Incidence of dieback disease following fungal inoculations of sexually and asexually propagated shisham (Dalbergia sissoo)




Shisham (Dalbergia sissoo) is an important multipurpose tree with great economic importance, but this tree has been devastated by dieback disease. Seedlings and asexually propagated (cuttings) plants were artificially inoculated with four fungi (Fusarium solani, Botryodiplodia theobromae, Curvularia lunata and Ganoderma lucidum) to evaluate the potential role of these fungi in shisham dieback disease. Results at 2 years revealed that highest disease was caused by inoculation of F. solani (31.39%), followed by B. theobromae (19.042%) and C. lunata (12.22%), but no dieback disease was caused by G. lucidum.

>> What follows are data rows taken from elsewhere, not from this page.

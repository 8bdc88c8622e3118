//! Engine configuration
//!
//! Loaded once at startup from an optional JSON file. Every field has a
//! default, so `{}` is a valid configuration.

use dinewise_core::{Error, Result};
use dinewise_features::SpatialClusterer;
use serde::{Deserialize, Serialize};
use std::path::Path;

/// Soft-filter adjustment magnitudes
#[derive(Debug, Clone, Copy, PartialEq, Serialize, Deserialize)]
pub struct ScoringWeights {
    /// Added when the requested cuisine is one of the candidate's tags
    #[serde(default = "default_bonus")]
    pub cuisine_bonus: f32,
    /// Added when the candidate is within the distance limit
    #[serde(default = "default_bonus")]
    pub distance_bonus: f32,
    /// Subtracted when the candidate is outside the limit or has no distance
    #[serde(default = "default_distance_penalty")]
    pub distance_penalty: f32,
    #[serde(default = "default_bonus")]
    pub group_bonus: f32,
    /// Added once when any requested day is open
    #[serde(default = "default_bonus")]
    pub day_bonus: f32,
}

fn default_bonus() -> f32 {
    0.1
}

fn default_distance_penalty() -> f32 {
    0.05
}

impl Default for ScoringWeights {
    fn default() -> Self {
        Self {
            cuisine_bonus: default_bonus(),
            distance_bonus: default_bonus(),
            distance_penalty: default_distance_penalty(),
            group_bonus: default_bonus(),
            day_bonus: default_bonus(),
        }
    }
}

impl ScoringWeights {
    fn validate(&self) -> Result<()> {
        let all = [
            ("cuisine_bonus", self.cuisine_bonus),
            ("distance_bonus", self.distance_bonus),
            ("distance_penalty", self.distance_penalty),
            ("group_bonus", self.group_bonus),
            ("day_bonus", self.day_bonus),
        ];
        for (name, value) in all {
            if !value.is_finite() || value < 0.0 {
                return Err(Error::InvalidParameter(format!(
                    "weight '{}' must be a non-negative number, got {}",
                    name, value
                )));
            }
        }
        Ok(())
    }
}

#[derive(Debug, Clone, PartialEq, Serialize, Deserialize)]
pub struct EngineConfig {
    /// DBSCAN radius over standardized coordinates
    #[serde(default = "default_cluster_eps")]
    pub cluster_eps: f64,

    #[serde(default = "default_cluster_min_samples")]
    pub cluster_min_samples: usize,

    #[serde(default)]
    pub weights: ScoringWeights,

    /// Result count used when a request does not name one
    #[serde(default = "default_top_n")]
    pub default_top_n: usize,
}

fn default_cluster_eps() -> f64 {
    0.5
}

fn default_cluster_min_samples() -> usize {
    5
}

fn default_top_n() -> usize {
    10
}

impl Default for EngineConfig {
    fn default() -> Self {
        Self {
            cluster_eps: default_cluster_eps(),
            cluster_min_samples: default_cluster_min_samples(),
            weights: ScoringWeights::default(),
            default_top_n: default_top_n(),
        }
    }
}

impl EngineConfig {
    /// Read a JSON configuration file and validate it
    pub fn from_json_file(path: impl AsRef<Path>) -> Result<Self> {
        let raw = std::fs::read_to_string(path.as_ref())?;
        let config: EngineConfig = serde_json::from_str(&raw)?;
        config.validate()?;
        Ok(config)
    }

    pub fn validate(&self) -> Result<()> {
        if !(self.cluster_eps > 0.0) || !self.cluster_eps.is_finite() {
            return Err(Error::InvalidParameter(format!(
                "cluster_eps must be positive, got {}",
                self.cluster_eps
            )));
        }
        if self.cluster_min_samples == 0 {
            return Err(Error::InvalidParameter(
                "cluster_min_samples must be at least 1".to_string(),
            ));
        }
        if self.default_top_n == 0 {
            return Err(Error::InvalidParameter(
                "default_top_n must be at least 1".to_string(),
            ));
        }
        self.weights.validate()
    }

    pub fn clusterer(&self) -> SpatialClusterer {
        SpatialClusterer::new(self.cluster_eps, self.cluster_min_samples)
    }
}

During both years, seedlings exhibited greater susceptibility to disease (17.24%) compared to cuttings (7.83%). In particular, F. solani caused more disease in seedlings (46.18%) compared to cuttings (16.61%). With the F. solani inoculations, maximum disease rate was observed at 8 weeks post-inoculation both in seedlings (77%) and in cuttings (31%), but the maximum disease increase was observed at 4–5 weeks post-inoculation. Analysis of variance showed significant differences among the different fungi and also between seedlings and cuttings. F. solani can be considered as a major fungal pathogen contributing to dieback disease of shisham, and asexual propagation can reduce the severity of dieback.